■ **Activity**
Could you print the full listing again, exactly as written?

*** Provided records

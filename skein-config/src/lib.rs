//! Load configuration from XDG `config.toml` and project `.env`, then apply to the process
//! environment with priority: **existing env > .env > XDG**.

mod dotenv;
mod xdg_toml;

use std::path::Path;
use thiserror::Error;

#[derive(Error, Debug)]
pub enum LoadError {
    #[error("xdg config path: {0}")]
    XdgPath(String),
    #[error("read xdg config: {0}")]
    XdgRead(std::io::Error),
    #[error("parse xdg toml: {0}")]
    XdgParse(#[from] toml::de::Error),
    #[error("read .env: {0}")]
    DotenvRead(std::io::Error),
}

/// Loads config from XDG `config.toml` and optional project `.env`, then sets environment
/// variables only for keys that are **not** already set (so existing env has highest priority).
///
/// Order of precedence when a key is missing in the process environment:
/// 1. Value from project `.env` (current directory or `override_dir` if given)
/// 2. Value from `$XDG_CONFIG_HOME/<app_name>/config.toml` `[env]` table
///
/// * `app_name`: e.g. `"skein"` - used for XDG path `~/.config/<app_name>/config.toml`.
/// * `override_dir`: if `Some`, look for `.env` in this directory instead of `std::env::current_dir()`.
pub fn load_and_apply(app_name: &str, override_dir: Option<&Path>) -> Result<(), LoadError> {
    let xdg_map = xdg_toml::load_env_map(app_name)?;
    let dotenv_map = dotenv::load_env_map(override_dir).map_err(LoadError::DotenvRead)?;

    // Collect all keys from both sources; for each, choose value: env > .env > XDG.
    let mut keys: std::collections::HashSet<String> = xdg_map.keys().cloned().collect();
    keys.extend(dotenv_map.keys().cloned());

    for key in keys {
        if std::env::var(&key).is_ok() {
            continue; // existing env wins
        }
        let value = dotenv_map
            .get(&key)
            .or_else(|| xdg_map.get(&key))
            .cloned();
        if let Some(v) = value {
            std::env::set_var(&key, v);
        }
    }

    Ok(())
}

#[cfg(test)]
mod tests {
    use super::*;
    use std::env;

    fn restore_var(key: &str, prev: Option<String>) {
        match prev {
            Some(v) => env::set_var(key, v),
            None => env::remove_var(key),
        }
    }

    #[test]
    fn existing_env_wins() {
        env::set_var("CONFIG_TEST_EXISTING", "from_env");
        let _ = load_and_apply("skein", None);
        assert_eq!(env::var("CONFIG_TEST_EXISTING").as_deref(), Ok("from_env"));
        env::remove_var("CONFIG_TEST_EXISTING");
    }

    #[test]
    fn load_and_apply_no_config_ok() {
        let r = load_and_apply("config-crate-nonexistent-app-xyz", None::<&std::path::Path>);
        assert!(r.is_ok());
    }

    #[test]
    fn dotenv_overrides_xdg() {
        let xdg_dir = tempfile::tempdir().unwrap();
        let app_dir = xdg_dir.path().join("skein");
        std::fs::create_dir_all(&app_dir).unwrap();
        std::fs::write(
            app_dir.join("config.toml"),
            "[env]\nCONFIG_TEST_PRIORITY = \"from_xdg\"\n",
        )
        .unwrap();

        let dotenv_dir = tempfile::tempdir().unwrap();
        std::fs::write(
            dotenv_dir.path().join(".env"),
            "CONFIG_TEST_PRIORITY=from_dotenv\n",
        )
        .unwrap();

        let prev_xdg = env::var("XDG_CONFIG_HOME").ok();
        env::set_var("XDG_CONFIG_HOME", xdg_dir.path());
        env::remove_var("CONFIG_TEST_PRIORITY");

        let _ = load_and_apply("skein", Some(dotenv_dir.path()));
        let val = env::var("CONFIG_TEST_PRIORITY").unwrap();
        env::remove_var("CONFIG_TEST_PRIORITY");
        restore_var("XDG_CONFIG_HOME", prev_xdg);

        assert_eq!(val, "from_dotenv");
    }

    #[test]
    fn xdg_applied_when_no_dotenv() {
        let xdg_dir = tempfile::tempdir().unwrap();
        let app_dir = xdg_dir.path().join("skein");
        std::fs::create_dir_all(&app_dir).unwrap();
        std::fs::write(
            app_dir.join("config.toml"),
            "[env]\nCONFIG_TEST_XDG_ONLY = \"from_xdg\"\n",
        )
        .unwrap();

        let empty_dir = tempfile::tempdir().unwrap();

        let prev_xdg = env::var("XDG_CONFIG_HOME").ok();
        env::set_var("XDG_CONFIG_HOME", xdg_dir.path());
        env::remove_var("CONFIG_TEST_XDG_ONLY");

        let _ = load_and_apply("skein", Some(empty_dir.path()));
        let val = env::var("CONFIG_TEST_XDG_ONLY").unwrap();
        env::remove_var("CONFIG_TEST_XDG_ONLY");
        restore_var("XDG_CONFIG_HOME", prev_xdg);

        assert_eq!(val, "from_xdg");
    }

    #[test]
    fn dotenv_only_when_no_xdg() {
        let dotenv_dir = tempfile::tempdir().unwrap();
        std::fs::write(
            dotenv_dir.path().join(".env"),
            "CONFIG_TEST_DOTENV_ONLY=from_dotenv_only\n",
        )
        .unwrap();

        env::remove_var("CONFIG_TEST_DOTENV_ONLY");
        let _ = load_and_apply("config-crate-nonexistent-app-xyz", Some(dotenv_dir.path()));
        let val = env::var("CONFIG_TEST_DOTENV_ONLY").unwrap();
        env::remove_var("CONFIG_TEST_DOTENV_ONLY");

        assert_eq!(val, "from_dotenv_only");
    }

    #[test]
    fn invalid_xdg_toml_fails_with_xdg_parse_error() {
        let xdg_dir = tempfile::tempdir().unwrap();
        let app_dir = xdg_dir.path().join("skein");
        std::fs::create_dir_all(&app_dir).unwrap();
        std::fs::write(app_dir.join("config.toml"), "invalid [[[\n").unwrap();

        let prev_xdg = env::var("XDG_CONFIG_HOME").ok();
        env::set_var("XDG_CONFIG_HOME", xdg_dir.path());

        let result = load_and_apply("skein", None::<&std::path::Path>);
        restore_var("XDG_CONFIG_HOME", prev_xdg);

        assert!(matches!(result, Err(LoadError::XdgParse(_))));
    }
}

******

■ **Expected answer**
filename skein-config/src/lib.rs
//! Load configuration from XDG `config.toml` and project `.env`, then apply to the process
//! environment with priority: **existing env > .env > XDG**.

mod dotenv;
mod xdg_toml;

use std::path::Path;
use thiserror::Error;

#[derive(Error, Debug)]
pub enum LoadError {
    #[error("xdg config path: {0}")]
    XdgPath(String),
    #[error("read xdg config: {0}")]
    XdgRead(std::io::Error),
    #[error("parse xdg toml: {0}")]
    XdgParse(#[from] toml::de::Error),
    #[error("read .env: {0}")]
    DotenvRead(std::io::Error),
}

/// Loads config from XDG `config.toml` and optional project `.env`, then sets environment
/// variables only for keys that are **not** already set (so existing env has highest priority).
///
/// Order of precedence when a key is missing in the process environment:
/// 1. Value from project `.env` (current directory or `override_dir` if given)
/// 2. Value from `$XDG_CONFIG_HOME/<app_name>/config.toml` `[env]` table
///
/// * `app_name`: e.g. `"skein"` - used for XDG path `~/.config/<app_name>/config.toml`.
/// * `override_dir`: if `Some`, look for `.env` in this directory instead of `std::env::current_dir()`.
pub fn load_and_apply(app_name: &str, override_dir: Option<&Path>) -> Result<(), LoadError> {
    let xdg_map = xdg_toml::load_env_map(app_name)?;
    let dotenv_map = dotenv::load_env_map(override_dir).map_err(LoadError::DotenvRead)?;

    // Collect all keys from both sources; for each, choose value: env > .env > XDG.
    let mut keys: std::collections::HashSet<String> = xdg_map.keys().cloned().collect();
    keys.extend(dotenv_map.keys().cloned());

    for key in keys {
        if std::env::var(&key).is_ok() {
            continue; // existing env wins
        }
        let value = dotenv_map
            .get(&key)
            .or_else(|| xdg_map.get(&key))
            .cloned();
        if let Some(v) = value {
            std::env::set_var(&key, v);
        }
    }

    Ok(())
}

#[cfg(test)]
mod tests {
    use super::*;
    use std::env;

    fn restore_var(key: &str, prev: Option<String>) {
        match prev {
            Some(v) => env::set_var(key, v),
            None => env::remove_var(key),
        }
    }

    #[test]
    fn existing_env_wins() {
        env::set_var("CONFIG_TEST_EXISTING", "from_env");
        let _ = load_and_apply("skein", None);
        assert_eq!(env::var("CONFIG_TEST_EXISTING").as_deref(), Ok("from_env"));
        env::remove_var("CONFIG_TEST_EXISTING");
    }

    #[test]
    fn load_and_apply_no_config_ok() {
        let r = load_and_apply("config-crate-nonexistent-app-xyz", None::<&std::path::Path>);
        assert!(r.is_ok());
    }

    #[test]
    fn dotenv_overrides_xdg() {
        let xdg_dir = tempfile::tempdir().unwrap();
        let app_dir = xdg_dir.path().join("skein");
        std::fs::create_dir_all(&app_dir).unwrap();
        std::fs::write(
            app_dir.join("config.toml"),
            "[env]\nCONFIG_TEST_PRIORITY = \"from_xdg\"\n",
        )
        .unwrap();

        let dotenv_dir = tempfile::tempdir().unwrap();
        std::fs::write(
            dotenv_dir.path().join(".env"),
            "CONFIG_TEST_PRIORITY=from_dotenv\n",
        )
        .unwrap();

        let prev_xdg = env::var("XDG_CONFIG_HOME").ok();
        env::set_var("XDG_CONFIG_HOME", xdg_dir.path());
        env::remove_var("CONFIG_TEST_PRIORITY");

        let _ = load_and_apply("skein", Some(dotenv_dir.path()));
        let val = env::var("CONFIG_TEST_PRIORITY").unwrap();
        env::remove_var("CONFIG_TEST_PRIORITY");
        restore_var("XDG_CONFIG_HOME", prev_xdg);

        assert_eq!(val, "from_dotenv");
    }

    #[test]
    fn xdg_applied_when_no_dotenv() {
        let xdg_dir = tempfile::tempdir().unwrap();
        let app_dir = xdg_dir.path().join("skein");
        std::fs::create_dir_all(&app_dir).unwrap();
        std::fs::write(
            app_dir.join("config.toml"),
            "[env]\nCONFIG_TEST_XDG_ONLY = \"from_xdg\"\n",
        )
        .unwrap();

        let empty_dir = tempfile::tempdir().unwrap();

        let prev_xdg = env::var("XDG_CONFIG_HOME").ok();
        env::set_var("XDG_CONFIG_HOME", xdg_dir.path());
        env::remove_var("CONFIG_TEST_XDG_ONLY");

        let _ = load_and_apply("skein", Some(empty_dir.path()));
        let val = env::var("CONFIG_TEST_XDG_ONLY").unwrap();
        env::remove_var("CONFIG_TEST_XDG_ONLY");
        restore_var("XDG_CONFIG_HOME", prev_xdg);

        assert_eq!(val, "from_xdg");
    }

    #[test]
    fn dotenv_only_when_no_xdg() {
        let dotenv_dir = tempfile::tempdir().unwrap();
        std::fs::write(
            dotenv_dir.path().join(".env"),
            "CONFIG_TEST_DOTENV_ONLY=from_dotenv_only\n",
        )
        .unwrap();

        env::remove_var("CONFIG_TEST_DOTENV_ONLY");
        let _ = load_and_apply("config-crate-nonexistent-app-xyz", Some(dotenv_dir.path()));
        let val = env::var("CONFIG_TEST_DOTENV_ONLY").unwrap();
        env::remove_var("CONFIG_TEST_DOTENV_ONLY");

        assert_eq!(val, "from_dotenv_only");
    }

    #[test]
    fn invalid_xdg_toml_fails_with_xdg_parse_error() {
        let xdg_dir = tempfile::tempdir().unwrap();
        let app_dir = xdg_dir.path().join("skein");
        std::fs::create_dir_all(&app_dir).unwrap();
        std::fs::write(app_dir.join("config.toml"), "invalid [[[\n").unwrap();

        let prev_xdg = env::var("XDG_CONFIG_HOME").ok();
        env::set_var("XDG_CONFIG_HOME", xdg_dir.path());

        let result = load_and_apply("skein", None::<&std::path::Path>);
        restore_var("XDG_CONFIG_HOME", prev_xdg);

        assert!(matches!(result, Err(LoadError::XdgParse(_))));
    }
}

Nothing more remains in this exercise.